Patients and methods: Since 1987, we have consecutively used four Dornier lithotripters in our Urology Department: an HM4 (N = 319 cases), MPL 9000X (N = 752), Compact (N = 546), and U/50 (N = 427). Both the HM4 and the MPL 9000X are electrohydraulic machines, whereas the Compact and the U/50 are electromagnetic lithotripters.

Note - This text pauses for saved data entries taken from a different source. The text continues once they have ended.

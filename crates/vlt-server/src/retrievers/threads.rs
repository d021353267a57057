// crates/vlt-server/src/retrievers/threads.rs
// Thread-memory retriever over embedded reasoning nodes

use super::Retriever;
use crate::db::{self, DatabasePool};
use crate::error::{Result, VltError};
use crate::llm::LlmClient;
use crate::summarizer::ThreadSummaryManager;
use crate::utils::estimate_tokens;
use crate::vector::{bytes_to_embedding, cosine_similarity};
use async_trait::async_trait;
use std::collections::HashMap;
use std::sync::Arc;
use vlt_types::{RetrievalMethod, RetrievalResult, SourceType};

/// Retriever over the project's thread nodes. Available only when the
/// project actually has threads. A successful search also refreshes the
/// lazy summary of each matched thread, best-effort.
pub struct ThreadRetriever {
    pool: Arc<DatabasePool>,
    llm: Arc<LlmClient>,
    project_id: String,
    summarizer: Option<Arc<ThreadSummaryManager>>,
}

impl ThreadRetriever {
    pub fn new(
        pool: Arc<DatabasePool>,
        llm: Arc<LlmClient>,
        project_id: impl Into<String>,
        summarizer: Option<Arc<ThreadSummaryManager>>,
    ) -> Self {
        Self {
            pool,
            llm,
            project_id: project_id.into(),
            summarizer,
        }
    }
}

#[async_trait]
impl Retriever for ThreadRetriever {
    fn name(&self) -> &'static str {
        "threads"
    }

    async fn available(&self) -> bool {
        let project_id = self.project_id.clone();
        match self
            .pool
            .run(move |conn| db::list_threads_sync(conn, &project_id))
            .await
        {
            Ok(threads) => !threads.is_empty(),
            Err(e) => {
                tracing::warn!("Error checking thread availability: {}", e);
                false
            }
        }
    }

    async fn retrieve(&self, query: &str, limit: usize) -> Result<Vec<RetrievalResult>> {
        if query.trim().is_empty() {
            return Ok(Vec::new());
        }

        let query_embedding = self
            .llm
            .embed(query)
            .await
            .map_err(|e| VltError::retriever(self.name(), e.to_string()))?;

        let project_id = self.project_id.clone();
        let candidates = self
            .pool
            .run(move |conn| db::node_embedding_candidates_sync(conn, &project_id))
            .await?;

        if candidates.is_empty() {
            return Ok(Vec::new());
        }

        let mut scored: Vec<(usize, f32)> = candidates
            .iter()
            .enumerate()
            .filter_map(|(i, node)| {
                let blob = node.embedding.as_ref()?;
                if blob.is_empty() {
                    return None;
                }
                let vec = bytes_to_embedding(blob);
                Some((i, cosine_similarity(&query_embedding, &vec).clamp(0.0, 1.0)))
            })
            .collect();
        scored.sort_by(|a, b| b.1.partial_cmp(&a.1).unwrap_or(std::cmp::Ordering::Equal));
        scored.truncate(limit);

        let mut matched_threads: Vec<String> = Vec::new();
        let results: Vec<RetrievalResult> = scored
            .into_iter()
            .map(|(i, score)| {
                let node = &candidates[i];
                if !matched_threads.contains(&node.thread_id) {
                    matched_threads.push(node.thread_id.clone());
                }

                let content = format!(
                    "[Thread: {}, Node: {}]\n{}",
                    node.thread_id, node.sequence_id, node.content
                );

                let mut metadata: HashMap<String, serde_json::Value> = HashMap::new();
                metadata.insert("thread_id".to_string(), node.thread_id.clone().into());
                metadata.insert("node_id".to_string(), node.sequence_id.into());
                metadata.insert("author".to_string(), node.author.clone().into());
                metadata.insert("timestamp".to_string(), node.timestamp.to_rfc3339().into());
                metadata.insert("project_id".to_string(), self.project_id.clone().into());

                RetrievalResult {
                    token_count: estimate_tokens(&content),
                    content,
                    source_type: SourceType::Thread,
                    source_path: format!("thread:{}#{}", node.thread_id, node.sequence_id),
                    retrieval_method: RetrievalMethod::Vector,
                    score,
                    metadata,
                }
            })
            .collect();

        // Keep summaries warm for threads the Oracle is about to cite.
        // Failures here must not fail the search.
        if let Some(summarizer) = &self.summarizer {
            for thread_id in matched_threads {
                if let Err(e) = summarizer.generate_summary(&thread_id, false).await {
                    tracing::warn!(thread = %thread_id, "summary refresh failed: {}", e);
                }
            }
        }

        tracing::info!(count = results.len(), "Thread search complete");
        Ok(results)
    }
}
// db/delta.rs
// Index delta queue rows
//
// Queue entries coalesce by (project, file): a newer change for a path that
// is already queued replaces the old row, keeping the higher priority.

use super::parse_ts;
use chrono::{DateTime, Utc};
use rusqlite::{Connection, OptionalExtension, params};
use vlt_types::{ChangeKind, DeltaPriority, DeltaQueueEntry, DeltaStatus};

const DELTA_COLUMNS: &str = "id, project_id, file_path, change_kind, old_hash, new_hash, \
     lines_changed, priority, status, queued_at";

fn entry_from_row(row: &rusqlite::Row<'_>) -> rusqlite::Result<DeltaQueueEntry> {
    let change: String = row.get(3)?;
    let status: String = row.get(8)?;
    let queued_at: String = row.get(9)?;
    Ok(DeltaQueueEntry {
        id: row.get(0)?,
        project_id: row.get(1)?,
        file_path: row.get(2)?,
        change_kind: ChangeKind::parse(&change).unwrap_or(ChangeKind::Modified),
        old_hash: row.get(4)?,
        new_hash: row.get(5)?,
        lines_changed: row.get::<_, i64>(6)? as u32,
        priority: DeltaPriority::from_i64(row.get(7)?),
        status: DeltaStatus::parse(&status).unwrap_or(DeltaStatus::Queued),
        queued_at: parse_ts(&queued_at),
    })
}

/// Queue a file change, superseding any queued row for the same path.
///
/// The replacement keeps `max(old priority, new priority)` so a JIT
/// promotion is never lost to a later normal-priority re-queue.
pub fn upsert_delta_sync(conn: &Connection, entry: &DeltaQueueEntry) -> rusqlite::Result<()> {
    let tx = conn.unchecked_transaction()?;

    let existing: Option<(String, i64)> = tx
        .query_row(
            "SELECT id, priority FROM index_delta_queue
             WHERE project_id = ? AND file_path = ? AND status = 'queued'",
            params![entry.project_id, entry.file_path],
            |row| Ok((row.get(0)?, row.get(1)?)),
        )
        .optional()?;

    let priority = match &existing {
        Some((old_id, old_priority)) => {
            tx.execute(
                "DELETE FROM index_delta_queue WHERE id = ?",
                params![old_id],
            )?;
            entry.priority.as_i64().max(*old_priority)
        }
        None => entry.priority.as_i64(),
    };

    tx.execute(
        &format!("INSERT INTO index_delta_queue ({DELTA_COLUMNS}) VALUES (?, ?, ?, ?, ?, ?, ?, ?, ?, ?)"),
        params![
            entry.id,
            entry.project_id,
            entry.file_path,
            entry.change_kind.as_str(),
            entry.old_hash,
            entry.new_hash,
            entry.lines_changed as i64,
            priority,
            entry.status.as_str(),
            entry.queued_at.to_rfc3339(),
        ],
    )?;

    tx.commit()?;
    Ok(())
}

/// Queued entries for a project: priority descending, oldest first within a
/// priority band. This is the commit drain order.
pub fn queued_entries_sync(
    conn: &Connection,
    project_id: &str,
) -> rusqlite::Result<Vec<DeltaQueueEntry>> {
    let mut stmt = conn.prepare(&format!(
        "SELECT {DELTA_COLUMNS} FROM index_delta_queue
         WHERE project_id = ? AND status = 'queued'
         ORDER BY priority DESC, queued_at ASC"
    ))?;
    let rows = stmt
        .query_map(params![project_id], entry_from_row)?
        .filter_map(|r| r.ok())
        .collect();
    Ok(rows)
}

/// Aggregate view of the queued work for threshold checks.
#[derive(Debug, Clone, PartialEq, Eq)]
pub struct DeltaQueueStats {
    pub queued_files: usize,
    pub total_lines: u64,
    pub oldest_queued_at: Option<DateTime<Utc>>,
}

pub fn delta_queue_stats_sync(
    conn: &Connection,
    project_id: &str,
) -> rusqlite::Result<DeltaQueueStats> {
    let (count, lines, oldest): (i64, Option<i64>, Option<String>) = conn.query_row(
        "SELECT COUNT(*), SUM(lines_changed), MIN(queued_at)
         FROM index_delta_queue WHERE project_id = ? AND status = 'queued'",
        params![project_id],
        |row| Ok((row.get(0)?, row.get(1)?, row.get(2)?)),
    )?;

    Ok(DeltaQueueStats {
        queued_files: count as usize,
        total_lines: lines.unwrap_or(0) as u64,
        oldest_queued_at: oldest.map(|s| parse_ts(&s)),
    })
}

/// Promote queued entries for the given paths to critical priority.
pub fn promote_to_critical_sync(
    conn: &Connection,
    project_id: &str,
    file_paths: &[String],
) -> rusqlite::Result<usize> {
    let mut promoted = 0;
    for path in file_paths {
        promoted += conn.execute(
            "UPDATE index_delta_queue SET priority = ?
             WHERE project_id = ? AND file_path = ? AND status = 'queued'",
            params![DeltaPriority::Critical.as_i64(), project_id, path],
        )?;
    }
    Ok(promoted)
}

/// Record the outcome of processing one queue entry.
pub fn set_delta_status_sync(
    conn: &Connection,
    entry_id: &str,
    status: DeltaStatus,
    error: Option<&str>,
) -> rusqlite::Result<()> {
    conn.execute(
        "UPDATE index_delta_queue SET status = ?, error = ? WHERE id = ?",
        params![status.as_str(), error, entry_id],
    )?;
    Ok(())
}

#[cfg(test)]
mod tests {
    use super::*;
    use crate::db::run_all_migrations;

    fn entry(path: &str, priority: DeltaPriority, lines: u32) -> DeltaQueueEntry {
        DeltaQueueEntry {
            id: uuid::Uuid::new_v4().to_string(),
            project_id: "p".to_string(),
            file_path: path.to_string(),
            change_kind: ChangeKind::Modified,
            old_hash: Some("aaa".to_string()),
            new_hash: Some("bbb".to_string()),
            lines_changed: lines,
            priority,
            status: DeltaStatus::Queued,
            queued_at: Utc::now(),
        }
    }

    #[test]
    fn test_upsert_coalesces_by_path_keeping_max_priority() {
        let conn = Connection::open_in_memory().unwrap();
        run_all_migrations(&conn).unwrap();

        upsert_delta_sync(&conn, &entry("src/auth.py", DeltaPriority::Critical, 10)).unwrap();
        upsert_delta_sync(&conn, &entry("src/auth.py", DeltaPriority::Normal, 25)).unwrap();

        let queued = queued_entries_sync(&conn, "p").unwrap();
        assert_eq!(queued.len(), 1);
        // Newer row supersedes, but the promotion survives
        assert_eq!(queued[0].priority, DeltaPriority::Critical);
        assert_eq!(queued[0].lines_changed, 25);
    }

    #[test]
    fn test_drain_order_priority_then_age() {
        let conn = Connection::open_in_memory().unwrap();
        run_all_migrations(&conn).unwrap();

        upsert_delta_sync(&conn, &entry("src/user.py", DeltaPriority::Normal, 5)).unwrap();
        upsert_delta_sync(&conn, &entry("src/util.py", DeltaPriority::Normal, 5)).unwrap();
        upsert_delta_sync(&conn, &entry("src/auth.py", DeltaPriority::Normal, 5)).unwrap();
        promote_to_critical_sync(&conn, "p", &["src/auth.py".to_string()]).unwrap();

        let queued = queued_entries_sync(&conn, "p").unwrap();
        assert_eq!(queued[0].file_path, "src/auth.py");
        assert_eq!(queued[1].file_path, "src/user.py");
        assert_eq!(queued[2].file_path, "src/util.py");
    }

    #[test]
    fn test_stats_and_status_transitions() {
        let conn = Connection::open_in_memory().unwrap();
        run_all_migrations(&conn).unwrap();

        upsert_delta_sync(&conn, &entry("a.py", DeltaPriority::Normal, 100)).unwrap();
        upsert_delta_sync(&conn, &entry("b.py", DeltaPriority::Normal, 200)).unwrap();

        let stats = delta_queue_stats_sync(&conn, "p").unwrap();
        assert_eq!(stats.queued_files, 2);
        assert_eq!(stats.total_lines, 300);
        assert!(stats.oldest_queued_at.is_some());

        let queued = queued_entries_sync(&conn, "p").unwrap();
        set_delta_status_sync(&conn, &queued[0].id, DeltaStatus::Done, None).unwrap();
        set_delta_status_sync(&conn, &queued[1].id, DeltaStatus::Failed, Some("parse error"))
            .unwrap();

        let stats = delta_queue_stats_sync(&conn, "p").unwrap();
        assert_eq!(stats.queued_files, 0);
        assert!(stats.oldest_queued_at.is_none());
    }
}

Results: Treatment strategies prove to be influenced largely by the available imaging modalities: only fluoroscopy on the HM4, ultrasound and fluoroscopy with a movable C-arm on the MPL 9000X and Compact, and simultaneous integrated fluoroscopy and ultrasound on the U/50. We noted a slight increase in stone free rates with time: 85% with the HM4, 88.8% in the two Compact series, and 88.7% with the U/50. The auxiliary procedure rate (before and after SWL) showed a steady decline, from 27.6% with the HM4 to only 10.8% with the U/50. There also was a slight improvement in the retreatment rates. There was an overall improvement of the Effectiveness Quotient which could be attributed to several factors: machine related (improved imaging with better targeting, smaller focus), patient related (decrease in average stone size), and operator related (better treatment strategies, experience).
Conclusion: Although lithotripters may not have become more powerful, SWL treatments have become more effective.